PROBLEM TO SOLVE: Should a line below contain the word "Skipped", report it.

═══ RECORDS TO PROCESS ═══

//! Read-only view of a persisted workflow and the collaborator traits the
//! status reporter depends on.

use std::collections::BTreeMap;
use std::path::{Path, PathBuf};

use serde::{Deserialize, Serialize};
use time::OffsetDateTime;
use tracing::{debug, info};

use crate::error::{AppError, Result};
use crate::log::{TARGET_PERSISTENCE, TARGET_SUBMISSION};
use crate::scheduler::{get_scheduler, JobscriptElementState};
use crate::timefmt::{parse_rfc3339_utc, parse_submit_time};

pub const WORKFLOW_STATE_FILE: &str = "workflow.json";

/// Alive jobscripts of one submission: jobscript index to element index to
/// state.
pub type ActiveJobscripts = BTreeMap<usize, BTreeMap<usize, JobscriptElementState>>;

/// Per task name, per element index, the ordered states of its actions.
pub type ActionStates = BTreeMap<String, BTreeMap<usize, Vec<ActionStatus>>>;

#[derive(Debug, Clone, Copy, Serialize, Deserialize, Eq, PartialEq, Hash)]
#[serde(rename_all = "snake_case")]
pub enum ActionStatus {
    Pending,
    Prepared,
    Submitted,
    Running,
    Skipped,
    Aborted,
    Success,
    Error,
}

impl ActionStatus {
    pub const ALL: [Self; 8] = [
        Self::Pending,
        Self::Prepared,
        Self::Submitted,
        Self::Running,
        Self::Skipped,
        Self::Aborted,
        Self::Success,
        Self::Error,
    ];

    #[must_use]
    pub fn as_str(self) -> &'static str {
        match self {
            Self::Pending => "pending",
            Self::Prepared => "prepared",
            Self::Submitted => "submitted",
            Self::Running => "running",
            Self::Skipped => "skipped",
            Self::Aborted => "aborted",
            Self::Success => "success",
            Self::Error => "error",
        }
    }

    #[must_use]
    pub fn symbol(self) -> &'static str {
        match self {
            Self::Pending => "○",
            Self::Prepared => "⊙",
            Self::Submitted => "◉",
            Self::Running => "●",
            Self::Skipped => "s",
            Self::Aborted => "A",
            Self::Success => "■",
            Self::Error => "E",
        }
    }

    #[must_use]
    pub fn description(self) -> &'static str {
        match self {
            Self::Pending => "Not yet associated with a submission.",
            Self::Prepared => "Prepared for submission.",
            Self::Submitted => "Submitted to the scheduler.",
            Self::Running => "Executing now.",
            Self::Skipped => "Not attempted due to a failure of an upstream action.",
            Self::Aborted => "Aborted by the user.",
            Self::Success => "Completed successfully.",
            Self::Error => "Completed with an error.",
        }
    }
}

#[derive(Debug, Clone, Serialize, Deserialize, PartialEq, Eq)]
pub struct Task {
    pub name: String,
}

#[derive(Debug, Clone, Serialize, Deserialize, PartialEq, Eq)]
pub struct Jobscript {
    pub index: usize,
    pub scheduler: String,
    pub os_name: String,
    #[serde(default, skip_serializing_if = "Option::is_none")]
    pub job_ref: Option<String>,
    #[serde(default = "default_num_elements")]
    pub num_elements: usize,
}

fn default_num_elements() -> usize {
    1
}

#[derive(Debug, Clone, Serialize, Deserialize, PartialEq, Eq)]
pub struct ActionRecord {
    pub task: usize,
    pub element: usize,
    #[serde(default)]
    pub states: Vec<ActionStatus>,
}

#[derive(Debug, Clone, Default, Serialize, Deserialize, PartialEq, Eq)]
pub struct Submission {
    #[serde(default)]
    pub start_time: Option<String>,
    #[serde(default)]
    pub end_time: Option<String>,
    /// Jobscript indices submitted together, keyed by submit time.
    #[serde(default)]
    pub submission_parts: BTreeMap<String, Vec<usize>>,
    #[serde(default)]
    pub jobscripts: Vec<Jobscript>,
    #[serde(default)]
    pub actions: Vec<ActionRecord>,
}

impl Submission {
    /// # Errors
    /// Returns [`AppError::Timestamp`] when the stored value is malformed.
    pub fn start_time(&self) -> Result<Option<OffsetDateTime>> {
        self.start_time.as_deref().map(parse_rfc3339_utc).transpose()
    }

    /// # Errors
    /// Returns [`AppError::Timestamp`] when the stored value is malformed.
    pub fn end_time(&self) -> Result<Option<OffsetDateTime>> {
        self.end_time.as_deref().map(parse_rfc3339_utc).transpose()
    }

    /// Jobscripts of the part submitted at `submit_time`. Keys are matched
    /// textually first and then as timestamps, so `10:00:00` finds
    /// `10:00:00.000000`.
    #[must_use]
    pub fn part_jobscripts(&self, submit_time: &str) -> Option<&[usize]> {
        if let Some(jobscripts) = self.submission_parts.get(submit_time) {
            return Some(jobscripts);
        }
        let wanted = parse_submit_time(submit_time).ok()?;
        self.submission_parts
            .iter()
            .find(|(key, _)| parse_submit_time(key).is_ok_and(|time| time == wanted))
            .map(|(_, jobscripts)| jobscripts.as_slice())
    }
}

/// Persisted workflow state as read from `workflow.json`.
#[derive(Debug, Clone, Serialize, Deserialize, PartialEq, Eq)]
pub struct Workflow {
    pub id: String,
    pub name: String,
    #[serde(default)]
    pub tasks: Vec<Task>,
    #[serde(default)]
    pub submissions: Vec<Submission>,
    #[serde(skip)]
    pub path: PathBuf,
}

impl Workflow {
    #[must_use]
    pub fn submission(&self, sub_idx: usize) -> Option<&Submission> {
        self.submissions.get(sub_idx)
    }

    /// Action states of a submission grouped by task name and element.
    #[must_use]
    pub fn action_states(&self, sub_idx: usize) -> ActionStates {
        let mut out = ActionStates::new();
        let Some(submission) = self.submission(sub_idx) else {
            return out;
        };
        for record in &submission.actions {
            let task = self
                .tasks
                .get(record.task)
                .map_or_else(|| format!("task_{}", record.task), |task| task.name.clone());
            out.entry(task)
                .or_default()
                .insert(record.element, record.states.clone());
        }
        out
    }
}

/// Opens workflows by directory path.
pub trait WorkflowLoader {
    /// # Errors
    /// Returns an error when the workflow cannot be read.
    fn open(&self, path: &Path) -> Result<Workflow>;
}

/// Answers which jobscripts of a submission are still alive, and cancels
/// them.
pub trait SchedulerQuery {
    /// # Errors
    /// Returns an error when the scheduler lookup or query fails.
    fn active_jobscripts(&self, workflow: &Workflow, sub_idx: usize) -> Result<ActiveJobscripts>;

    /// # Errors
    /// Returns an error when the scheduler refuses the cancellation.
    fn cancel_jobscripts(&self, workflow: &Workflow, sub_idx: usize, jobscripts: &[usize]) -> Result<()>;
}

#[derive(Debug, Clone, Copy, Default)]
pub struct JsonWorkflowLoader;

impl WorkflowLoader for JsonWorkflowLoader {
    fn open(&self, path: &Path) -> Result<Workflow> {
        let state = path.join(WORKFLOW_STATE_FILE);
        let body = std::fs::read_to_string(&state).map_err(|err| AppError::WorkflowLoad {
            path: path.to_path_buf(),
            reason: format!("cannot read {}: {err}", state.display()),
        })?;
        let mut workflow: Workflow =
            serde_json::from_str(&body).map_err(|err| AppError::WorkflowLoad {
                path: path.to_path_buf(),
                reason: format!("invalid {WORKFLOW_STATE_FILE}: {err}"),
            })?;
        workflow.path = path.to_path_buf();
        debug!(target: TARGET_PERSISTENCE, "opened workflow {} at {}", workflow.id, path.display());
        Ok(workflow)
    }
}

/// Queries the schedulers recorded on each jobscript.
#[derive(Debug, Clone, Copy, Default)]
pub struct LiveSchedulerQuery;

impl LiveSchedulerQuery {
    fn grouped<'a>(
        workflow: &'a Workflow,
        sub_idx: usize,
        only: Option<&[usize]>,
    ) -> BTreeMap<(String, String), Vec<&'a Jobscript>> {
        let mut groups: BTreeMap<(String, String), Vec<&Jobscript>> = BTreeMap::new();
        let Some(submission) = workflow.submission(sub_idx) else {
            return groups;
        };
        for jobscript in &submission.jobscripts {
            if jobscript.job_ref.is_none() {
                continue;
            }
            if only.is_some_and(|indices| !indices.contains(&jobscript.index)) {
                continue;
            }
            groups
                .entry((jobscript.scheduler.clone(), jobscript.os_name.clone()))
                .or_default()
                .push(jobscript);
        }
        groups
    }
}

fn job_refs(jobscripts: &[&Jobscript]) -> Vec<String> {
    jobscripts
        .iter()
        .filter_map(|jobscript| jobscript.job_ref.clone())
        .collect()
}

impl SchedulerQuery for LiveSchedulerQuery {
    fn active_jobscripts(&self, workflow: &Workflow, sub_idx: usize) -> Result<ActiveJobscripts> {
        let mut active = ActiveJobscripts::new();
        for ((scheduler, os_name), jobscripts) in Self::grouped(workflow, sub_idx, None) {
            let scheduler = get_scheduler(&scheduler, &os_name)?;
            let alive = scheduler.query_alive(&job_refs(&jobscripts))?;
            for jobscript in jobscripts {
                let Some(state) = jobscript.job_ref.as_ref().and_then(|job_ref| alive.get(job_ref)) else {
                    continue;
                };
                let elements = (0..jobscript.num_elements.max(1))
                    .map(|element| (element, *state))
                    .collect();
                active.insert(jobscript.index, elements);
            }
        }
        Ok(active)
    }

    fn cancel_jobscripts(&self, workflow: &Workflow, sub_idx: usize, jobscripts: &[usize]) -> Result<()> {
        for ((scheduler, os_name), group) in Self::grouped(workflow, sub_idx, Some(jobscripts)) {
            let scheduler = get_scheduler(&scheduler, &os_name)?;
            scheduler.cancel(&job_refs(&group))?;
        }
        Ok(())
    }
}

/// Cancels every alive jobscript of every submission of `workflow`.
/// Returns the cancelled jobscript indices per submission index.
///
/// # Errors
/// Propagates scheduler query and cancel failures.
pub fn cancel_workflow(
    workflow: &Workflow,
    query: &dyn SchedulerQuery,
) -> Result<BTreeMap<usize, Vec<usize>>> {
    let mut cancelled = BTreeMap::new();
    for sub_idx in 0..workflow.submissions.len() {
        let active = query.active_jobscripts(workflow, sub_idx)?;
        if active.is_empty() {
            continue;
        }
        let indices = active.keys().copied().collect::<Vec<_>>();
        query.cancel_jobscripts(workflow, sub_idx, &indices)?;
        info!(
            target: TARGET_SUBMISSION,
            "cancelled jobscripts {indices:?} of submission {sub_idx} of workflow {}",
            workflow.id
        );
        cancelled.insert(sub_idx, indices);
    }
    if cancelled.is_empty() {
        info!(target: TARGET_SUBMISSION, "no running jobscripts to cancel for workflow {}", workflow.id);
    }
    Ok(cancelled)
}

#[cfg(test)]
mod tests {
    use std::cell::RefCell;

    use super::*;

    fn must<T>(result: Result<T>) -> T {
        match result {
            Ok(value) => value,
            Err(err) => panic!("test failure: {err}"),
        }
    }

    const STATE: &str = r#"{
  "id": "wf-abc",
  "name": "my_workflow",
  "tasks": [{"name": "t1"}],
  "submissions": [{
    "start_time": "2024-01-01T10:00:05Z",
    "end_time": null,
    "submission_parts": {"2024-01-01 10:00:00.000000": [0, 1]},
    "jobscripts": [
      {"index": 0, "scheduler": "direct", "os_name": "posix", "job_ref": "1234", "num_elements": 2},
      {"index": 1, "scheduler": "direct", "os_name": "posix"}
    ],
    "actions": [{"task": 0, "element": 0, "states": ["success", "running"]}]
  }]
}"#;

    fn write_workflow(body: &str) -> PathBuf {
        let dir = std::env::temp_dir().join(format!("flowsh-wf-{}", ulid::Ulid::new()));
        must(std::fs::create_dir_all(&dir).map_err(|err| AppError::io(&dir, err)));
        let state = dir.join(WORKFLOW_STATE_FILE);
        must(std::fs::write(&state, body).map_err(|err| AppError::io(&state, err)));
        dir
    }

    #[test]
    fn json_loader_reads_state_and_records_path() {
        let dir = write_workflow(STATE);
        let workflow = must(JsonWorkflowLoader.open(&dir));
        assert_eq!(workflow.id, "wf-abc");
        assert_eq!(workflow.path, dir);

        let submission = match workflow.submission(0) {
            Some(value) => value,
            None => panic!("missing submission"),
        };
        assert!(must(submission.start_time()).is_some());
        assert!(must(submission.end_time()).is_none());
        assert_eq!(submission.jobscripts[1].num_elements, 1);
        assert_eq!(
            submission.part_jobscripts("2024-01-01 10:00:00"),
            Some(&[0, 1][..])
        );
        assert_eq!(submission.part_jobscripts("2024-01-01 11:00:00"), None);

        let actions = workflow.action_states(0);
        assert_eq!(
            actions.get("t1").and_then(|elements| elements.get(&0)),
            Some(&vec![ActionStatus::Success, ActionStatus::Running])
        );
        let _ = std::fs::remove_dir_all(&dir);
    }

    #[test]
    fn missing_or_invalid_state_is_a_load_error() {
        let dir = std::env::temp_dir().join(format!("flowsh-wf-missing-{}", ulid::Ulid::new()));
        assert!(matches!(
            JsonWorkflowLoader.open(&dir),
            Err(AppError::WorkflowLoad { .. })
        ));

        let dir = write_workflow("{not json");
        assert!(matches!(
            JsonWorkflowLoader.open(&dir),
            Err(AppError::WorkflowLoad { .. })
        ));
        let _ = std::fs::remove_dir_all(&dir);
    }

    #[derive(Default)]
    struct RecordingQuery {
        cancelled: RefCell<Vec<(usize, Vec<usize>)>>,
    }

    impl SchedulerQuery for RecordingQuery {
        fn active_jobscripts(&self, _workflow: &Workflow, _sub_idx: usize) -> Result<ActiveJobscripts> {
            let mut active = ActiveJobscripts::new();
            active.insert(0, BTreeMap::from([(0, JobscriptElementState::Running)]));
            Ok(active)
        }

        fn cancel_jobscripts(&self, _workflow: &Workflow, sub_idx: usize, jobscripts: &[usize]) -> Result<()> {
            self.cancelled.borrow_mut().push((sub_idx, jobscripts.to_vec()));
            Ok(())
        }
    }

    #[test]
    fn cancel_targets_alive_jobscripts_only() {
        let workflow: Workflow = match serde_json::from_str(STATE) {
            Ok(value) => value,
            Err(err) => panic!("invalid fixture: {err}"),
        };
        let query = RecordingQuery::default();
        let cancelled = must(cancel_workflow(&workflow, &query));
        assert_eq!(cancelled.get(&0), Some(&vec![0]));
        assert_eq!(query.cancelled.borrow().as_slice(), &[(0, vec![0])]);
    }
}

═══

YOUR SOLUTION:
    Skipped,
        Self::Skipped,
            Self::Skipped => "skipped",
            Self::Skipped => "s",
            Self::Skipped => "Not attempted due to a failure of an upstream action.",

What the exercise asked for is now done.